SOURCE INFORMATION START

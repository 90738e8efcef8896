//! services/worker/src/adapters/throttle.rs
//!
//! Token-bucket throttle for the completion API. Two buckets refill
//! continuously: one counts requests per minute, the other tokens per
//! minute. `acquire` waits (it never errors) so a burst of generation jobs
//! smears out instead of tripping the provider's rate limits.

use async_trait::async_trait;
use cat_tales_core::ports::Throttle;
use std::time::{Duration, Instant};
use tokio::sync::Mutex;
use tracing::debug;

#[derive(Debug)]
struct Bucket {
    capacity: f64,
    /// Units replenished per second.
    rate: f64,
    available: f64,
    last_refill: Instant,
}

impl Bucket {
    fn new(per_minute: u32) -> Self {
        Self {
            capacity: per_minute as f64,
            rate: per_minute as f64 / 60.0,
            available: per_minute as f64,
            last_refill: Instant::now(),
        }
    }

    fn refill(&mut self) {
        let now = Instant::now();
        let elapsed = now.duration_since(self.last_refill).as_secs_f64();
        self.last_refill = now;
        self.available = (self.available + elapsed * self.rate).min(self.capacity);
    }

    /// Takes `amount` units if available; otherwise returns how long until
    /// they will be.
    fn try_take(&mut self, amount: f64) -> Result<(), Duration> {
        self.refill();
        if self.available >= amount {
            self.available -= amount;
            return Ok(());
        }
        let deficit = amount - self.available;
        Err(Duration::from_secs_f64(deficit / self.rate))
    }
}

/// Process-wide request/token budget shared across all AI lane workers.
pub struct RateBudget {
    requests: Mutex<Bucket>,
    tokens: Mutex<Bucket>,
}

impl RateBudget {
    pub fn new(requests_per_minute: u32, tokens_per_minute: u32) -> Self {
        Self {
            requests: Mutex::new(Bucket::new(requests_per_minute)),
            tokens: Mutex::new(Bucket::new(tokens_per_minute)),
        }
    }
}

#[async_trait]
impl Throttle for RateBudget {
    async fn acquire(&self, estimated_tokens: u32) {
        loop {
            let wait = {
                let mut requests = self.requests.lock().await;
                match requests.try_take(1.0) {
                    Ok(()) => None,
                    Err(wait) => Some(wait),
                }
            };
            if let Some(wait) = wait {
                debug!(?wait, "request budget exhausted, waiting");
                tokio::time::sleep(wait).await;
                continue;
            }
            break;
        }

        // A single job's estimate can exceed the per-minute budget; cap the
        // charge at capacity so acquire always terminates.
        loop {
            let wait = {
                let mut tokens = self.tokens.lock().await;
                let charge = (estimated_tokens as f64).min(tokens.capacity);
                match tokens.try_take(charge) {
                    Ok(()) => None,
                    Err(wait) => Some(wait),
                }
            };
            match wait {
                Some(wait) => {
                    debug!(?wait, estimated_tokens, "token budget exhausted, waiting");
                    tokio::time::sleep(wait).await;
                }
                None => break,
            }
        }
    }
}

SOURCE INFORMATION END

> **TASK TO CARRY OUT**
Go through the records line by line and give the number of lines with the string "await" in them, stating nothing else.

> **RESPONSE AREA**
4